In a few short years, microarray fabrication has come a long way. Designers can now reproducibly create 1-micron-diameter electrodes where that would have been impossible a few years back. Without getting too technical, this is important because the sensitivity of Adnavance’s technology increases as the square of the diameter of the electrode decreases. For example, when there is a smaller-diameter electrode, for a given fixed concentration of targets, there will be a higher percentage of hybridization binding event on that smaller electrode and therefore increased signal.

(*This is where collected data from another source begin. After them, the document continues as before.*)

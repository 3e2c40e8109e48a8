//! Profile persistence layer
//!
//! Fire-and-forget from the orchestrator's perspective: save failures
//! are logged, never surfaced to the conversation. Backed by Postgres
//! when a database URL is configured, in-memory otherwise.

use crate::error::AdvisorError;
use crate::models::AnalysisRecord;
use crate::Result;
use async_trait::async_trait;
use sqlx::PgPool;
use std::collections::HashMap;
use std::env;
use std::sync::Arc;
use tokio::sync::{OnceCell, RwLock};
use uuid::Uuid;

/// Trait for persisting finalized analysis records
#[async_trait]
pub trait ProfileSink: Send + Sync {
    async fn save(&self, record: &AnalysisRecord) -> Result<()>;
    async fn load(&self, user_id: &str) -> Result<Option<AnalysisRecord>>;
}

/// Derive a stable record UUID from a transport user-id string, so
/// repeated analyses for the same user upsert the same row.
pub fn stable_record_id(user_id: &str) -> Uuid {
    use sha2::{Digest, Sha256};

    let hash = Sha256::digest(user_id.as_bytes());
    let mut bytes = [0u8; 16];
    bytes.copy_from_slice(&hash[..16]);

    // Set UUID version (4) and variant (RFC4122) bits.
    bytes[6] = (bytes[6] & 0x0f) | 0x40;
    bytes[8] = (bytes[8] & 0x3f) | 0x80;

    Uuid::from_bytes(bytes)
}

/// In-memory profile sink for development
pub struct InMemoryProfileSink {
    records: Arc<RwLock<HashMap<String, AnalysisRecord>>>,
}

impl InMemoryProfileSink {
    pub fn new() -> Self {
        Self {
            records: Arc::new(RwLock::new(HashMap::new())),
        }
    }
}

impl Default for InMemoryProfileSink {
    fn default() -> Self {
        Self::new()
    }
}

#[async_trait]
impl ProfileSink for InMemoryProfileSink {
    async fn save(&self, record: &AnalysisRecord) -> Result<()> {
        let mut records = self.records.write().await;
        records.insert(record.user_id.clone(), record.clone());
        Ok(())
    }

    async fn load(&self, user_id: &str) -> Result<Option<AnalysisRecord>> {
        let records = self.records.read().await;
        Ok(records.get(user_id).cloned())
    }
}

/// Postgres-backed profile sink with lazy pool and idempotent schema.
pub struct PostgresProfileSink {
    pool: PgPool,
    schema_ready: Arc<OnceCell<()>>,
}

impl PostgresProfileSink {
    pub fn connect_lazy(database_url: &str) -> Result<Self> {
        let pool = sqlx::postgres::PgPoolOptions::new()
            .max_connections(5)
            .connect_lazy(database_url)
            .map_err(|e| {
                AdvisorError::Persistence(format!("Failed to configure postgres pool: {}", e))
            })?;

        Ok(Self {
            pool,
            schema_ready: Arc::new(OnceCell::new()),
        })
    }

    async fn ensure_schema(&self) -> Result<()> {
        self.schema_ready
            .get_or_try_init(|| async {
                sqlx::query(
                    r#"
                    CREATE TABLE IF NOT EXISTS client_profiles (
                      record_id UUID PRIMARY KEY,
                      user_id TEXT NOT NULL,
                      record JSONB NOT NULL,
                      updated_at TIMESTAMPTZ NOT NULL DEFAULT NOW()
                    );
                    "#,
                )
                .execute(&self.pool)
                .await?;

                Ok::<(), sqlx::Error>(())
            })
            .await
            .map_err(|e| {
                AdvisorError::Persistence(format!(
                    "Failed to initialize profile schema: {}",
                    e
                ))
            })?;

        Ok(())
    }
}

#[async_trait]
impl ProfileSink for PostgresProfileSink {
    async fn save(&self, record: &AnalysisRecord) -> Result<()> {
        self.ensure_schema().await?;

        let payload = serde_json::to_value(record)?;

        sqlx::query(
            r#"
            INSERT INTO client_profiles (record_id, user_id, record, updated_at)
            VALUES ($1, $2, $3, NOW())
            ON CONFLICT (record_id)
            DO UPDATE SET record = EXCLUDED.record, updated_at = NOW();
            "#,
        )
        .bind(record.record_id)
        .bind(&record.user_id)
        .bind(payload)
        .execute(&self.pool)
        .await
        .map_err(|e| AdvisorError::Persistence(format!("Failed to save profile: {}", e)))?;

        Ok(())
    }

    async fn load(&self, user_id: &str) -> Result<Option<AnalysisRecord>> {
        self.ensure_schema().await?;

        let row: Option<(serde_json::Value,)> = sqlx::query_as(
            "SELECT record FROM client_profiles WHERE user_id = $1 ORDER BY updated_at DESC LIMIT 1",
        )
        .bind(user_id)
        .fetch_optional(&self.pool)
        .await
        .map_err(|e| AdvisorError::Persistence(format!("Failed to load profile: {}", e)))?;

        match row {
            Some((payload,)) => Ok(Some(serde_json::from_value(payload)?)),
            None => Ok(None),
        }
    }
}

/// Choose the sink from the environment: Postgres when a database URL
/// is set, in-memory otherwise.
pub fn build_profile_sink() -> Arc<dyn ProfileSink> {
    let database_url = env::var("POSTGRES_URL")
        .or_else(|_| env::var("DATABASE_URL"))
        .ok();

    if let Some(url) = database_url {
        match PostgresProfileSink::connect_lazy(&url) {
            Ok(sink) => {
                tracing::info!("Profile sink backend: postgres");
                return Arc::new(sink);
            }
            Err(error) => {
                tracing::warn!(
                    "Failed to initialize postgres profile sink, falling back to in-memory: {}",
                    error
                );
            }
        }
    }

    tracing::info!("Profile sink backend: in-memory");
    Arc::new(InMemoryProfileSink::new())
}

#[cfg(test)]
mod tests {
    use super::*;
    use crate::gap::analyze_gap;
    use crate::models::{
        Gender, PolicyType, Profile, DEFAULT_ANNUAL_INCOME, DEFAULT_DEBT, DEFAULT_DEPENDENT_COST,
    };
    use chrono::Utc;

    fn test_record(user_id: &str) -> AnalysisRecord {
        let profile = Profile {
            policy_type: PolicyType::Protection,
            monthly_budget: 3000,
            age: 30,
            gender: Gender::Male,
            occupation_class: 2,
            product_reference: "http://example.test/policy".to_string(),
            annual_income: DEFAULT_ANNUAL_INCOME,
            debt: DEFAULT_DEBT,
            dependent_cost: DEFAULT_DEPENDENT_COST,
        };
        let gap = analyze_gap(&profile, &[]);

        AnalysisRecord {
            record_id: stable_record_id(user_id),
            user_id: user_id.to_string(),
            profile,
            product_reference: "http://example.test/policy".to_string(),
            document_title: "安心終身壽險".to_string(),
            gap,
            irr: None,
            created_at: Utc::now(),
        }
    }

    #[test]
    fn stable_record_id_is_deterministic() {
        let a = stable_record_id("line-user-1");
        let b = stable_record_id("line-user-1");
        let c = stable_record_id("line-user-2");

        assert_eq!(a, b);
        assert_ne!(a, c);
        assert_eq!(a.get_version_num(), 4);
    }

    #[tokio::test]
    async fn in_memory_sink_round_trip() {
        let sink = InMemoryProfileSink::new();
        let record = test_record("line-user-1");

        sink.save(&record).await.unwrap();

        let loaded = sink.load("line-user-1").await.unwrap().unwrap();
        assert_eq!(loaded.record_id, record.record_id);
        assert_eq!(loaded.document_title, "安心終身壽險");

        assert!(sink.load("line-user-2").await.unwrap().is_none());
    }

    #[tokio::test]
    async fn saving_twice_overwrites() {
        let sink = InMemoryProfileSink::new();
        let mut record = test_record("line-user-1");
        sink.save(&record).await.unwrap();

        record.document_title = "新版保單".to_string();
        sink.save(&record).await.unwrap();

        let loaded = sink.load("line-user-1").await.unwrap().unwrap();
        assert_eq!(loaded.document_title, "新版保單");
    }
}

What new trends can we expect to see this year and in the future in the area of detection technologies?
I think IVD manufacturers will see more technologies similar to Adnavance’s that will have significantly lowered the detection limit and have sensitivity consistent with direct detection in the analytical range for most molecular assays. Existing and new tests will be transitioned onto these direct detection platforms, and the current centralized market will begin to decentralize. Probably the most important IVD product change will be system complexity. More-streamlined instruments will appear, and they’ll be smaller in size and simpler to operate to the point where it opens the market to a much broader audience. Those are the two general trends I see in the industry in the next 10 years.